— WORK ORDER —
Search the data for the word "report". Reproduce every line where it is found.
Top of THE INPUT
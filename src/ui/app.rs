//! Main TUI application state and logic

use crate::algorithms::InvalidInputError;
use crate::config::{clamp_size, default_size};
use crate::input::AlgorithmInput;
use crate::playback::{Controller, PlaybackState};
use crate::ui::panes::{self, StatusRenderData};
use crossterm::event::{self, Event, KeyCode, KeyEvent, KeyEventKind};
use ratatui::{
    backend::Backend,
    layout::{Constraint, Direction, Layout},
    Frame, Terminal,
};
use std::io;
use std::time::{Duration, Instant};
use tracing::warn;

/// Longest time the loop waits for a key before checking the tick timer
const POLL_INTERVAL: Duration = Duration::from_millis(50);

/// The main application state
pub struct App {
    /// Playback controller for the selected family
    pub controller: Controller,

    /// Whether the app should quit
    pub should_quit: bool,

    /// Status message to display
    pub status_message: String,

    /// Last time space was pressed (for debouncing)
    pub last_space_press: Instant,
}

impl App {
    /// Create a new app around a controller
    pub fn new(controller: Controller) -> Self {
        App {
            controller,
            should_quit: false,
            status_message: String::from("Ready!"),
            last_space_press: Instant::now()
                .checked_sub(Duration::from_secs(1))
                .unwrap_or(Instant::now()),
        }
    }

    /// Run the TUI application
    pub fn run<B: Backend>(&mut self, terminal: &mut Terminal<B>) -> io::Result<()> {
        loop {
            terminal.draw(|f| self.render(f))?;

            if self.should_quit {
                break;
            }

            // Handle auto-play mode
            if self.controller.poll(Instant::now())
                && self.controller.current_state() == PlaybackState::Concluded
            {
                self.status_message = "Playback complete".to_string();
            }

            // Wake up early when the next tick is due sooner than the poll interval
            let timeout = self
                .controller
                .time_until_tick(Instant::now())
                .map_or(POLL_INTERVAL, |left| left.min(POLL_INTERVAL));

            if event::poll(timeout)? {
                if let Event::Key(key) = event::read()? {
                    if key.kind == KeyEventKind::Press {
                        self.handle_key_event(key);
                    }
                }
            }
        }

        Ok(())
    }

    /// Current input size: the size hint, or the family default
    fn current_size(&self) -> usize {
        let family = self.controller.family();
        match self.controller.input() {
            Some(AlgorithmInput::Graph(graph)) => graph.node_count(),
            Some(input) => input.values().map_or(default_size(family), <[_]>::len),
            None => self
                .controller
                .size_hint()
                .unwrap_or_else(|| default_size(family)),
        }
    }

    /// Render the UI
    fn render(&mut self, frame: &mut Frame) {
        let size = frame.area();

        // Panes on top, status bar at the bottom
        let main_chunks = Layout::default()
            .direction(Direction::Vertical)
            .constraints([Constraint::Min(0), Constraint::Length(1)])
            .split(size);

        let columns = Layout::default()
            .direction(Direction::Horizontal)
            .constraints([Constraint::Percentage(62), Constraint::Percentage(38)])
            .split(main_chunks[0]);

        let family = self.controller.family();
        if let Some(snapshot) = self.controller.current_snapshot() {
            let title = format!("{} ({})", family.name(), self.controller.current_state());
            match (self.controller.input(), snapshot.sequence()) {
                (Some(AlgorithmInput::Graph(graph)), _) => {
                    panes::render_graph_pane(frame, columns[0], &title, graph, snapshot);
                }
                (_, Some(values)) => {
                    panes::render_sequence_pane(frame, columns[0], &title, values, snapshot);
                }
                _ => {}
            }
            panes::render_details_pane(frame, columns[1], family, snapshot);
        }

        let data = StatusRenderData {
            message: &self.status_message,
            cursor: self.controller.cursor(),
            total_steps: self.controller.history().map_or(0, |h| h.len()),
            state: self.controller.current_state(),
            size: self.current_size(),
        };
        panes::render_status_bar(frame, main_chunks[1], &data);
    }

    /// Handle keyboard events
    fn handle_key_event(&mut self, key: KeyEvent) {
        match key.code {
            KeyCode::Char('q') | KeyCode::Char('Q') => {
                self.should_quit = true;
            }
            KeyCode::Right => {
                self.controller.pause();
                self.status_message = if self.controller.step() {
                    "Stepped forward".to_string()
                } else {
                    "Already at the last step".to_string()
                };
            }
            KeyCode::Char(' ') => {
                // Toggle auto-play mode (with 200ms debounce to prevent key repeat spam)
                if self.last_space_press.elapsed() >= Duration::from_millis(200) {
                    self.last_space_press = Instant::now();
                    self.toggle_play();
                }
            }
            KeyCode::Enter => {
                // Jump to end of the run
                self.controller.pause();
                while self.controller.step() {}
                self.status_message = "Jumped to end".to_string();
            }
            KeyCode::Char('r') | KeyCode::Backspace => {
                let result = self.controller.reset();
                self.report(result, "Reset to the first step");
            }
            KeyCode::Char('g') => {
                let result = self.controller.regenerate();
                self.report(result, "Generated a new input");
            }
            KeyCode::Tab => {
                let next = self.controller.family().next();
                let result = self.controller.set_family(next);
                self.report(result, next.name());
            }
            KeyCode::BackTab => {
                let prev = self.controller.family().prev();
                let result = self.controller.set_family(prev);
                self.report(result, prev.name());
            }
            KeyCode::Char('+') | KeyCode::Char('=') => self.resize(1),
            KeyCode::Char('-') | KeyCode::Char('_') => self.resize(-1),
            _ => {}
        }
    }

    fn toggle_play(&mut self) {
        if self.controller.current_state() == PlaybackState::Playing {
            self.controller.pause();
            self.status_message = "Paused".to_string();
        } else if self.controller.start(Instant::now()) {
            self.status_message = "Playing...".to_string();
        }
    }

    fn resize(&mut self, delta: isize) {
        let family = self.controller.family();
        let current = self.current_size();
        let next = clamp_size(family, current.saturating_add_signed(delta));
        if next == current {
            self.status_message = format!("Size stays at {}", current);
            return;
        }
        self.controller.set_size_hint(Some(next));
        let result = self.controller.regenerate();
        self.report(result, &format!("Size set to {}", next));
    }

    fn report(&mut self, result: Result<(), InvalidInputError>, success: &str) {
        self.status_message = match result {
            Ok(()) => success.to_string(),
            Err(e) => {
                warn!(error = %e, "controller rejected input");
                format!("Error: {}", e)
            }
        };
    }
}
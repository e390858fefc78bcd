// Generator and playback constants for each algorithm family

use crate::input::Family;
use crate::snapshot::Value;
use std::time::Duration;

/// Shortest sequence the generator will produce
pub const MIN_SEQUENCE_LEN: usize = 1;

/// Longest sequence the generator will produce
pub const MAX_SEQUENCE_LEN: usize = 40;

/// Graph size bounds (node count slider range)
pub const MIN_NODES: usize = 4;
pub const MAX_NODES: usize = 15;
pub const DEFAULT_NODES: usize = 6;

/// Layout canvas used for the circular graph placement
pub const LAYOUT_WIDTH: f64 = 300.0;
pub const LAYOUT_HEIGHT: f64 = 300.0;
pub const LAYOUT_PADDING: f64 = 30.0;

/// Chance that a picked search target is drawn from the sequence itself
pub const TARGET_PRESENT_PROBABILITY: f64 = 0.7;

/// Largest value counting sort accepts.
///
/// Every cumulative step records the whole count table, so the history
/// grows with the square of this bound.
pub const COUNTING_MAX_VALUE: Value = 1_000;

/// Shape of a generated integer sequence
#[derive(Debug, Clone, Copy, PartialEq, Eq)]
pub struct SequenceConfig {
    pub len: usize,
    pub min: Value,
    pub max: Value,
}

impl SequenceConfig {
    const fn new(len: usize, min: Value, max: Value) -> Self {
        SequenceConfig { len, min, max }
    }
}

/// Sequence shape for a family, `None` for graph families
pub fn sequence_config(family: Family) -> Option<SequenceConfig> {
    let config = match family {
        Family::Bubble
        | Family::Selection
        | Family::Insertion
        | Family::Merge
        | Family::Quick
        | Family::Heap => SequenceConfig::new(15, 5, 100),
        Family::Counting => SequenceConfig::new(15, 0, 20),
        Family::Radix => SequenceConfig::new(12, 0, 999),
        Family::Linear | Family::Binary => SequenceConfig::new(15, 1, 100),
        Family::Bfs | Family::Dfs => return None,
    };
    Some(config)
}

/// Delay between two playback ticks
pub fn tick_delay(family: Family) -> Duration {
    let millis = match family {
        Family::Bubble | Family::Insertion => 100,
        Family::Selection | Family::Linear => 150,
        Family::Merge | Family::Quick | Family::Heap => 200,
        Family::Counting | Family::Binary => 300,
        Family::Radix | Family::Bfs | Family::Dfs => 500,
    };
    Duration::from_millis(millis)
}

/// Clamp a requested sequence length into the supported range
pub fn clamp_sequence_len(len: usize) -> usize {
    len.clamp(MIN_SEQUENCE_LEN, MAX_SEQUENCE_LEN)
}

/// Clamp a requested node count into the supported range
pub fn clamp_node_count(count: usize) -> usize {
    count.clamp(MIN_NODES, MAX_NODES)
}

/// Default input size: sequence length or node count
pub fn default_size(family: Family) -> usize {
    sequence_config(family).map_or(DEFAULT_NODES, |config| config.len)
}

/// Clamp a size hint with the bounds that apply to `family`
pub fn clamp_size(family: Family, size: usize) -> usize {
    match sequence_config(family) {
        Some(_) => clamp_sequence_len(size),
        None => clamp_node_count(size),
    }
}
Bottom of THE INPUT
— TASK SOLUTION —
                self.report(result, "Reset to the first step");
                self.report(result, "Generated a new input");
                self.report(result, next.name());
                self.report(result, prev.name());
        self.report(result, &format!("Size set to {}", next));
    fn report(&mut self, result: Result<(), InvalidInputError>, success: &str) {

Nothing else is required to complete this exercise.